Friday 7 April 2017

The Second Swordsman – ‘All at Sea!’

It's been a couple of weeks since Malcolm Garcia's last Second Swordsman post, but then it's been a busy couple of weeks for Fighting Fantasy, what with the announcement that the series is coming back with Scholastic UK, the announcement the Nomad Games are making Fighting Fantasy Legends, and the funding of the YOU ARE THE HERO Part 2 Kickstarter. But now he's back, and this time Malcolm is...

The Second Swordsman – ‘All at Sea!’

By Malcolm Garcia

After my previous, and universally unsuccessful, adventures across the cities, forests, and dungeons of Titan I decided to see if choosing every second option would lead me to glory on the open ocean. In Seas of Blood (written by Andrew Chapman) YOU face off against your nemesis in a pirate-captain-showdown to see who can get the most treasure in fifty days while terrorising the Inland Sea of Khul. While in Demons of the Deep (written by the American Steve Jackson) YOU are the intended victim of a different pirate captain who casts you overboard, not knowing you would discover the underwater city of Atlantis and plot your revenge.

By dutifully following the Second Swordsman process, I made a poor start in both Seas and Demons. In the race-against-the-clock that is Seas, I eschewed the traditional pirate business model of plundering all manner of vessels and, after leaving the city of Tak (whose reputation makes it somehow sound worse than Port Blacksand), I instead went and hid in the desert for three days. After I gave up waiting for a caravan that never came, I headed to sea, only to then decide that the best way to make some serious loot and win this competition was to go… gambling. These two decisions resulted in a big waste of time for very little treasure gained.

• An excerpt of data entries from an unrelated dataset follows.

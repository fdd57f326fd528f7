use std::{convert::Infallible, net::SocketAddr, sync::Arc};

use anyhow::Context;
use hyper::{
    header::CONTENT_TYPE,
    server::conn::AddrStream,
    service::{make_service_fn, service_fn},
    Body, Method, Request, Response, StatusCode,
};
use serde_json::json;
use tokio_util::sync::CancellationToken;

use self::response::{error_response, json_response, message_response, preflight_response};
use crate::{
    batch::BatchOrchestrator,
    checker::Checker,
    config::MAX_BATCH_BODY,
    error::CheckError,
    error_context,
    proxy::ProxyCandidate,
    utils::serializer::{ApiBatch, ApiResult},
};

pub mod request;
pub mod response;

/// Shared by every connection; holds nothing mutable.
#[derive(Debug, Clone)]
pub struct AppState {
    pub checker: Arc<Checker>,
    pub batch: BatchOrchestrator,
}

impl AppState {
    pub fn new(checker: Arc<Checker>, max_candidates: usize, concurrency: usize) -> Self {
        AppState {
            batch: BatchOrchestrator::new(checker.clone(), max_candidates, concurrency),
            checker,
        }
    }
}

#[derive(Debug)]
pub struct Server {
    pub addr: SocketAddr,
    state: Arc<AppState>,
}

impl Server {
    pub fn new(addr: SocketAddr, state: AppState) -> Self {
        Server {
            addr,
            state: Arc::new(state),
        }
    }

    /// Serves until `shutdown` fires. In-flight batches see the same token and stop
    /// between candidates.
    pub async fn start(&self, shutdown: CancellationToken) -> anyhow::Result<()> {
        let state = self.state.clone();
        let cancel = shutdown.clone();
        let make_service = make_service_fn(move |conn: &AddrStream| {
            let state = state.clone();
            let cancel = cancel.clone();
            let remote = conn.remote_addr();
            async move {
                Ok::<_, Infallible>(service_fn(move |request| {
                    log::debug!("{} {} from {}", request.method(), request.uri(), remote);
                    handle_request(state.clone(), request, cancel.clone())
                }))
            }
        });

        let server = hyper::Server::try_bind(&self.addr)
            .with_context(|| format!("unable to bind {}", self.addr))?
            .http1_title_case_headers(true)
            .serve(make_service);
        log::info!("Listening on http://{}", server.local_addr());

        server
            .with_graceful_shutdown(async move { shutdown.cancelled().await })
            .await
            .context(error_context!())?;
        log::info!("Server stopped");
        Ok(())
    }
}

pub async fn handle_request(
    state: Arc<AppState>,
    request: Request<Body>,
    cancel: CancellationToken,
) -> Result<Response<Body>, Infallible> {
    if request.method() == Method::OPTIONS {
        return Ok(preflight_response());
    }

    let response = match (request.uri().path(), request.method()) {
        ("/api/check", &Method::GET) => {
            let query = request.uri().query().map(String::from);
            handle_check(&state, query.as_deref()).await
        }
        ("/api/batch", &Method::POST) => handle_batch(&state, request, &cancel).await,
        ("/api/check", _) | ("/api/batch", _) => {
            message_response(StatusCode::METHOD_NOT_ALLOWED, "method not allowed")
        }
        (path, _) => json_response(
            StatusCode::NOT_FOUND,
            &json!({
                "error": format!("no route for {}", path),
                "usage": [
                    "GET /api/check?ip=1.2.3.4&port=8080",
                    "POST /api/batch {\"proxies\": [\"1.2.3.4:8080\"]}"
                ]
            }),
        ),
    };
    Ok(response)
}

async fn handle_check(state: &AppState, query: Option<&str>) -> Response<Body> {
    let candidate = match request::check_params(query)
        .and_then(|(ip, port)| ProxyCandidate::new(&ip, &port))
    {
        Ok(candidate) => candidate,
        Err(err) => return error_response(&err),
    };

    match state.checker.check(candidate.to_string(), candidate).await {
        Ok(result) => json_response(StatusCode::OK, &ApiResult::from(&result)),
        Err(err) => {
            log::error!("single check failed: {}", err);
            error_response(&err)
        }
    }
}

async fn handle_batch(
    state: &AppState,
    request: Request<Body>,
    cancel: &CancellationToken,
) -> Response<Body> {
    let content_type = request
        .headers()
        .get(CONTENT_TYPE)
        .and_then(|value| value.to_str().ok())
        .map(String::from);
    let body = match request::read_body(request.into_body(), MAX_BATCH_BODY).await {
        Ok(body) => body,
        Err(err) => {
            log::warn!("rejected batch body: {}", err);
            return error_response(&err);
        }
    };

    let entries = match request::batch_entries(content_type.as_deref(), &body) {
        Ok(entries) => entries,
        Err(err) => return error_response(&err),
    };

    let batch = state.batch.run_entries(&entries, cancel).await;
    if batch.total_requested == 0 {
        return error_response(&CheckError::MissingParameter("proxies"));
    }
    json_response(StatusCode::OK, &ApiBatch::from(&batch))
}
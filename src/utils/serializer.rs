//! Wire shapes of the HTTP API and the `json` output format.

use serde::Serialize;

use crate::{
    batch::BatchResult, classifier::Verdict, error::CheckError,
    identity::NetworkIdentitySnapshot, proxy::VerificationResult,
};

pub const UNKNOWN: &str = "unknown";

/// An enrichment field: the upstream value, or `"unknown"` when it was not reported.
#[derive(Debug, Clone, PartialEq, Serialize)]
#[serde(untagged)]
pub enum Enrichment<T> {
    Known(T),
    Unknown(&'static str),
}

impl<T> From<Option<T>> for Enrichment<T> {
    fn from(value: Option<T>) -> Self {
        match value {
            Some(value) => Enrichment::Known(value),
            None => Enrichment::Unknown(UNKNOWN),
        }
    }
}

#[derive(Debug, Clone, Serialize)]
#[serde(rename_all = "camelCase")]
pub struct ApiResult {
    pub status: &'static str,
    pub ip: String,
    pub port: String,
    pub proxy_ip: Enrichment<String>,
    pub country: Enrichment<String>,
    pub city: Enrichment<String>,
    pub region_code: Enrichment<String>,
    pub asn: Enrichment<u32>,
    pub organization: Enrichment<String>,
    pub colo: Enrichment<String>,
    pub timezone: Enrichment<String>,
    pub latitude: Enrichment<String>,
    pub longitude: Enrichment<String>,
    pub tls_version: Enrichment<String>,
    pub check_delay: String,
    pub delay_ms: u64,
    pub message: &'static str,
    #[serde(skip_serializing_if = "Option::is_none")]
    pub error: Option<String>,
}

impl From<&VerificationResult> for ApiResult {
    fn from(result: &VerificationResult) -> Self {
        let (ip, port) = match &result.candidate {
            Some(candidate) => (candidate.host.clone(), candidate.port.clone()),
            None => (result.input.clone(), String::new()),
        };
        let probe = result.probe_identity.clone().unwrap_or_default();
        let NetworkIdentitySnapshot {
            observed_ip,
            asn,
            organization,
            country,
            city,
            region_code,
            timezone,
            latitude,
            longitude,
            colo,
            tls_version,
            client_tcp_rtt: _,
        } = probe;
        let message = match result.verdict {
            Some(verdict) => verdict.message(),
            None => "entry is neither host:port nor host,port",
        };

        ApiResult {
            status: result.status(),
            ip,
            port,
            proxy_ip: observed_ip.into(),
            country: country.into(),
            city: city.into(),
            region_code: region_code.into(),
            asn: asn.into(),
            organization: organization.into(),
            colo: colo.into(),
            timezone: timezone.into(),
            latitude: latitude.into(),
            longitude: longitude.into(),
            tls_version: tls_version.into(),
            check_delay: format!("{} ms", result.elapsed_ms),
            delay_ms: result.elapsed_ms,
            message,
            error: result.errors.as_ref().map(|errors| {
                // the probe itself ran and every strategy failed
                if result.verdict == Some(Verdict::Unreachable) && result.baseline_identity.is_some() {
                    CheckError::ProbeUnreachable(errors.clone()).to_string()
                } else {
                    errors.join("; ")
                }
            }),
        }
    }
}

#[derive(Debug, Clone, Serialize)]
#[serde(rename_all = "camelCase")]
pub struct ApiBatch {
    pub results: Vec<ApiResult>,
    pub total_proxies: usize,
    pub total_requested: usize,
    pub total_processed: usize,
    pub total_time: String,
}

impl From<&BatchResult> for ApiBatch {
    fn from(batch: &BatchResult) -> Self {
        ApiBatch {
            results: batch.results.iter().map(ApiResult::from).collect(),
            total_proxies: batch.total_processed,
            total_requested: batch.total_requested,
            total_processed: batch.total_processed,
            total_time: format!("{} ms", batch.total_elapsed_ms),
        }
    }
}
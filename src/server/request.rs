use hyper::{body::HttpBody, Body};
use serde_json::Value;
use url::form_urlencoded;

use crate::error::CheckError;

/// Form and JSON field names accepted for the candidate list.
const LIST_FIELDS: [&str; 2] = ["proxies", "proxyList"];

/// `ip` and `port` from a query string. Empty values count as absent.
pub fn check_params(query: Option<&str>) -> Result<(String, String), CheckError> {
    let mut ip = None;
    let mut port = None;
    for (key, value) in form_urlencoded::parse(query.unwrap_or_default().as_bytes()) {
        let value = value.trim().to_string();
        if value.is_empty() {
            continue;
        }
        match key.as_ref() {
            "ip" => ip = Some(value),
            "port" => port = Some(value),
            _ => {}
        }
    }
    let ip = ip.ok_or(CheckError::MissingParameter("ip"))?;
    let port = port.ok_or(CheckError::MissingParameter("port"))?;
    Ok((ip, port))
}

/// Buffers a request body, giving up as soon as it grows past `limit` bytes.
pub async fn read_body(mut body: Body, limit: usize) -> Result<Vec<u8>, CheckError> {
    if body.size_hint().lower() > limit as u64 {
        return Err(CheckError::PayloadTooLarge(limit));
    }
    let mut buffer = Vec::new();
    while let Some(chunk) = body.data().await {
        let chunk = chunk
            .map_err(|err| CheckError::InvalidFormat(format!("unable to read request body: {}", err)))?;
        if buffer.len() + chunk.len() > limit {
            return Err(CheckError::PayloadTooLarge(limit));
        }
        buffer.extend_from_slice(&chunk);
    }
    Ok(buffer)
}

/// Extracts the raw candidate entries from a batch request body. A JSON or form
/// content type is honoured, and `text/*` is always read as a delimited text list.
/// Without a recognised content type, a body opening with `{` or `[` is tried as JSON.
pub fn batch_entries(content_type: Option<&str>, body: &[u8]) -> Result<Vec<String>, CheckError> {
    let content_type = content_type.unwrap_or_default().to_ascii_lowercase();
    let text = String::from_utf8_lossy(body);
    let trimmed = text.trim();

    let entries = if content_type.contains("json") {
        json_entries(trimmed)?
    } else if content_type.starts_with("application/x-www-form-urlencoded") {
        form_urlencoded::parse(trimmed.as_bytes())
            .filter(|(key, _)| LIST_FIELDS.contains(&key.as_ref()))
            .map(|(_, value)| value.into_owned())
            .collect()
    } else if !content_type.starts_with("text/")
        && (trimmed.starts_with('{') || trimmed.starts_with('['))
    {
        json_entries(trimmed)?
    } else {
        vec![trimmed.to_string()]
    };

    let entries: Vec<String> = entries
        .into_iter()
        .filter(|entry| !entry.trim().is_empty())
        .collect();
    if entries.is_empty() {
        return Err(CheckError::MissingParameter("proxies"));
    }
    Ok(entries)
}

fn json_entries(text: &str) -> Result<Vec<String>, CheckError> {
    let value: Value = serde_json::from_str(text)
        .map_err(|err| CheckError::InvalidFormat(format!("request body is not valid JSON: {}", err)))?;
    let list = match value {
        Value::Object(mut object) => LIST_FIELDS
            .iter()
            .find_map(|field| object.remove(*field))
            .ok_or(CheckError::MissingParameter("proxies"))?,
        other => other,
    };
    match list {
        Value::String(raw) => Ok(vec![raw]),
        Value::Array(items) => items
            .into_iter()
            .map(|item| match item {
                Value::String(entry) => Ok(entry),
                other => Err(CheckError::InvalidFormat(format!(
                    "expected a \"host:port\" string, got {}",
                    other
                ))),
            })
            .collect(),
        other => Err(CheckError::InvalidFormat(format!(
            "expected a list of proxies, got {}",
            other
        ))),
    }
}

And in Demons, while I didn’t stupidly try to immediately return to the pirates who had pushed me overboard, I did start my adventure in Atlantis by declining to help the spirit of a sea captain, swimming away from a Grouper (which bit me anyway and cost me two STAMINA), ignoring a crown and a trapdoor in a mausoleum, and then not helping a dolphin while it was being attacked by a shark (which lost me one STAMINA and one LUCK). If there was ever a time that an adventurer did not deserve the epithet ‘You Are The Hero’, this was it. I also didn’t explore a sunken ship or seek out a Sea Dragon for help against the pirates. Indeed, throughout my whole adventure in Demons I never actually found out what I should be doing; a few people mentioned that black pearls were important, but I wouldn’t have known what to do with them even if I had any.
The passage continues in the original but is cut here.